Puertas abiertas a un nuevo orden mundial.

Ha pasado tres meses desde que el presidente Donald Trump asumió la presidencia federal de los Estados Unidos de América. En estos tres meses el mundo tal y como lo conocíamos ha desaparecido.

Históricamente tras un conflicto bélico mundial se ha establecido un «nuevo orden mundial» por parte de los vencedores de dichos conflictos. Podemos rastrear dichas formas al menos desde 1520, es decir , prácticamente desde el comienzo de la edad moderna europea. Pero eso no quiere decir que no hubiera anteriormente guerras y tratados de paz. Pero por lo general eran de tipo bilateral, muy localizados y muy personalizados. En ocasiones meras disputas familiares entre las dinastías reinantes.

A partir del siglo XVI un nuevo continente aparece en escena: América y el desarrollo tecnológico de los buques mercantes y militares proporcionó a los marinos europeos acceder a otros continentes como el africano y el asiático. Abriéndose entre ellos y Europa una amplia red de navegación comercial que llevó a las potencias europeas a convertirse en inmensos imperios coloniales.

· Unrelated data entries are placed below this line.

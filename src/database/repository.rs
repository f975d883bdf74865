use serde::Serialize;
use sqlx::postgres::PgRow;
use sqlx::{FromRow, PgPool};

use crate::database::query_builder::QueryBuilder;
use crate::database::DbError;
use crate::filter::FilterData;

/// Typed read access to one table through the filter language.
pub struct Repository<T> {
    table_name: String,
    pool: PgPool,
    _phantom: std::marker::PhantomData<T>,
}

impl<T> Repository<T>
where
    T: for<'r> FromRow<'r, PgRow> + Send + Unpin + Serialize,
{
    pub fn new(table_name: impl Into<String>, pool: PgPool) -> Self {
        Self {
            table_name: table_name.into(),
            pool,
            _phantom: std::marker::PhantomData,
        }
    }

    pub async fn select_any(&self, filter_data: FilterData) -> Result<Vec<T>, DbError> {
        QueryBuilder::<T>::new(&self.table_name)?
            .filter(filter_data)?
            .select_all(&self.pool)
            .await
    }

    pub async fn count(&self, filter_data: FilterData) -> Result<i64, DbError> {
        QueryBuilder::<T>::new(&self.table_name)?
            .filter(filter_data)?
            .count(&self.pool)
            .await
    }
}
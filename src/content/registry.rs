//! Section kind registry: the single place that knows which payload shape,
//! default content, and schema version each section kind carries.

use serde::de::DeserializeOwned;
use serde::{Deserialize, Serialize};
use serde_json::Value;

use super::migrate;
use super::shapes::*;
use super::ContentError;

#[derive(Debug, Clone, Copy, PartialEq, Eq, Hash, Serialize, Deserialize)]
#[serde(rename_all = "snake_case")]
pub enum SectionKind {
    Hero,
    Benefits,
    Services,
    Process,
    Support,
    Contacts,
    Map,
    Payment,
    Delivery,
    Welcome,
    Offerings,
    AboutCompany,
}

impl SectionKind {
    pub const ALL: &'static [SectionKind] = &[
        SectionKind::Hero,
        SectionKind::Benefits,
        SectionKind::Services,
        SectionKind::Process,
        SectionKind::Support,
        SectionKind::Contacts,
        SectionKind::Map,
        SectionKind::Payment,
        SectionKind::Delivery,
        SectionKind::Welcome,
        SectionKind::Offerings,
        SectionKind::AboutCompany,
    ];

    pub fn as_str(&self) -> &'static str {
        match self {
            SectionKind::Hero => "hero",
            SectionKind::Benefits => "benefits",
            SectionKind::Services => "services",
            SectionKind::Process => "process",
            SectionKind::Support => "support",
            SectionKind::Contacts => "contacts",
            SectionKind::Map => "map",
            SectionKind::Payment => "payment",
            SectionKind::Delivery => "delivery",
            SectionKind::Welcome => "welcome",
            SectionKind::Offerings => "offerings",
            SectionKind::AboutCompany => "about_company",
        }
    }

    pub fn parse(s: &str) -> Result<Self, ContentError> {
        Self::ALL
            .iter()
            .copied()
            .find(|k| k.as_str() == s)
            .ok_or_else(|| ContentError::UnknownKind(s.to_string()))
    }

    /// Schema version newly written payloads carry
    pub fn current_version(&self) -> i32 {
        match self {
            SectionKind::Hero => 2,
            SectionKind::Contacts => 2,
            _ => 1,
        }
    }

    /// Default payload for a section created without content
    pub fn default_content(&self) -> Value {
        // Serializing a shape struct cannot fail
        match self {
            SectionKind::Hero => to_value(HeroContent::default()),
            SectionKind::Benefits => to_value(BenefitsContent::default()),
            SectionKind::Services => to_value(ServicesContent::default()),
            SectionKind::Process => to_value(ProcessContent::default()),
            SectionKind::Support => to_value(SupportContent::default()),
            SectionKind::Contacts => to_value(ContactsContent::default()),
            SectionKind::Map => to_value(MapContent::default()),
            SectionKind::Payment => to_value(PaymentContent::default()),
            SectionKind::Delivery => to_value(DeliveryContent::default()),
            SectionKind::Welcome => to_value(WelcomeContent::default()),
            SectionKind::Offerings => to_value(OfferingsContent::default()),
            SectionKind::AboutCompany => to_value(AboutCompanyContent::default()),
        }
    }

    /// Validate a payload against this kind's current shape
    pub fn validate(&self, content: &Value) -> Result<(), ContentError> {
        match self {
            SectionKind::Hero => check::<HeroContent>(self, content),
            SectionKind::Benefits => check::<BenefitsContent>(self, content),
            SectionKind::Services => check::<ServicesContent>(self, content),
            SectionKind::Process => check::<ProcessContent>(self, content),
            SectionKind::Support => check::<SupportContent>(self, content),
            SectionKind::Contacts => check::<ContactsContent>(self, content),
            SectionKind::Map => check::<MapContent>(self, content),
            SectionKind::Payment => check::<PaymentContent>(self, content),
            SectionKind::Delivery => check::<DeliveryContent>(self, content),
            SectionKind::Welcome => check::<WelcomeContent>(self, content),
            SectionKind::Offerings => check::<OfferingsContent>(self, content),
            SectionKind::AboutCompany => check::<AboutCompanyContent>(self, content),
        }
    }

    /// Upgrade a stored payload from `version` to the current schema version.
    /// Returns the (possibly rewritten) payload and the version it now carries.
    pub fn upgrade(&self, version: i32, content: Value) -> Result<(Value, i32), ContentError> {
        migrate::upgrade_to_current(*self, version, content)
    }
}

impl std::fmt::Display for SectionKind {
    fn fmt(&self, f: &mut std::fmt::Formatter<'_>) -> std::fmt::Result {
        f.write_str(self.as_str())
    }
}

fn to_value<T: Serialize>(shape: T) -> Value {
    serde_json::to_value(shape).unwrap_or(Value::Null)
}

fn check<T: DeserializeOwned>(kind: &SectionKind, content: &Value) -> Result<(), ContentError> {
    serde_json::from_value::<T>(content.clone())
        .map(|_| ())
        .map_err(|e| ContentError::InvalidShape {
            kind: kind.as_str().to_string(),
            message: e.to_string(),
        })
}
use axum::extract::Query;
use axum::response::Json;
use serde::Deserialize;
use serde_json::{json, Value};
use uuid::Uuid;

use crate::config;
use crate::database::models::AuditEntry;
use crate::database;
use crate::error::ApiError;

#[derive(Debug, Deserialize)]
pub struct AuditListQuery {
    pub entity: Option<String>,
    pub entity_id: Option<Uuid>,
    pub action: Option<String>,
    pub user_email: Option<String>,
    pub limit: Option<i64>,
    pub offset: Option<i64>,
}

/// GET /api/audit - append-only log, newest first
pub async fn list(Query(query): Query<AuditListQuery>) -> Result<Json<Value>, ApiError> {
    if let Some(ref action) = query.action {
        let known = ["CREATE", "UPDATE", "DELETE", "LOGIN"];
        if !known.contains(&action.as_str()) {
            return Err(ApiError::bad_request(format!(
                "Unknown action '{}', expected one of: {}",
                action,
                known.join(", ")
            )));
        }
    }

    let filter_config = &config::config().filter;
    let limit = query
        .limit
        .unwrap_or(filter_config.default_limit as i64)
        .clamp(1, filter_config.max_limit as i64);
    let offset = query.offset.unwrap_or(0).max(0);

    // audit_log is append-only; no soft-delete column to guard
    let mut conditions = Vec::new();
    if query.entity.is_some() {
        conditions.push(format!("entity = ${}", conditions.len() + 1));
    }
    if query.entity_id.is_some() {
        conditions.push(format!("entity_id = ${}", conditions.len() + 1));
    }
    if query.action.is_some() {
        conditions.push(format!("action = ${}", conditions.len() + 1));
    }
    if query.user_email.is_some() {
        conditions.push(format!("user_email = ${}", conditions.len() + 1));
    }
    let where_sql = if conditions.is_empty() {
        String::new()
    } else {
        format!(" WHERE {}", conditions.join(" AND "))
    };
    let sql = format!(
        "SELECT * FROM audit_log{} ORDER BY created_at DESC LIMIT ${} OFFSET ${}",
        where_sql,
        conditions.len() + 1,
        conditions.len() + 2
    );
    let count_sql = format!("SELECT COUNT(*) FROM audit_log{}", where_sql);

    let mut select = sqlx::query_as::<_, AuditEntry>(&sql);
    let mut count = sqlx::query_scalar::<_, i64>(&count_sql);
    if let Some(ref entity) = query.entity {
        select = select.bind(entity);
        count = count.bind(entity);
    }
    if let Some(entity_id) = query.entity_id {
        select = select.bind(entity_id);
        count = count.bind(entity_id);
    }
    if let Some(ref action) = query.action {
        select = select.bind(action);
        count = count.bind(action);
    }
    if let Some(ref user_email) = query.user_email {
        select = select.bind(user_email);
        count = count.bind(user_email);
    }

    let pool = database::pool().await?;
    let total = count.fetch_one(pool).await?;
    let entries = select.bind(limit).bind(offset).fetch_all(pool).await?;

    Ok(Json(json!({ "success": true, "data": entries, "total": total })))
}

Esta nueva dimensión exigía nuevas formas de gobierno, nuevas formas de comerciar, nuevos modelos económicos y reformas de tipo social y cultural para adaptarse al «nuevo mundo» , a una nueva época histórica para Europa, a un «nuevo orden europeo», pero también para los territorios conquistados y colonizados

Con la elección de Carlos V como emperador electo del Sacro Imperio Romano Germánico en 1519 y su consagración en Bolonia por el Papa como «Rey de Romanos» en 1520, se estableció un «nuevo orden mundial». A Carlos V se le asimilaba a Carlomagno e incluso a Alejandro Magno.

Carlos V fue el soberano mas poderoso de Europa, sus tierras abarcaban los territorios imperiales, las posesiones de la familia Habsburgo en Europa, las tierras pertenecientes y vinculadas a las coronas de Castilla y de Aragón, incluyendo tanto las tierras aragonesas en el mediterráneo, como las castellanas en América. Se casó con una infanta de Portugal para unir ese reino al resto de sus posesiones de la península ibérica, su hijo Felipe fue rey consorte de Inglaterra y rey de Portugal y su hijo Fernando incorporó las tierras de Hungría y Transilvania a las posesiones de los Habsburgo.

Como «Rey Católico» (título pontificio) y «defensor de la Iglesia Católica» trató de establecer como religión oficial de su vasto imperio el cristianismo católico, sin embargo ese proyecto le generó muchos problemas dado que desde el inicio de su reinado se produjo la reforma protestante y ello provocó el ciclo de cruentas «guerras de religión» que acabaron en el siglo XVII con la Paz de Westfalia (1648), donde de nuevo se estableció un «nuevo orden mundial».

En 1519 la Santa Inquisición Romana puso bajo vigilancia al monje agustino alemán, Martin Luther (Martin Lutero), bajo sospecha de herejía por sus escritos y sus enseñanzas. Durante la dieta de Worms, la misma que había elegido a Carlos V, hubo una audiencia ante el emperador con la presencia de representantes del papa y del propio Lutero, para que este pudiese explicar el sentido de sus textos que estaban en cuestión.

La reforma luterana dio paso a una pléyade de reformas religiosas que fueron en algunos casos socavando el poder de la Iglesia católica y en otros provocando levantamientos populares y revolucionarios contra la autoridad imperial en lo referente a los derechos feudales de los príncipes electores del Imperio.

La reforma luterana se extendió fuera de los territorios de los Habsburgo, ampliándose a Inglaterra, Francia, Escocia, Países Bajos, norte de Europa… no sólo afectó a Europa sino que también se expandió por las redes coloniales extraeuropeas, principalmente a través de las colonias inglesas y neerlandesas.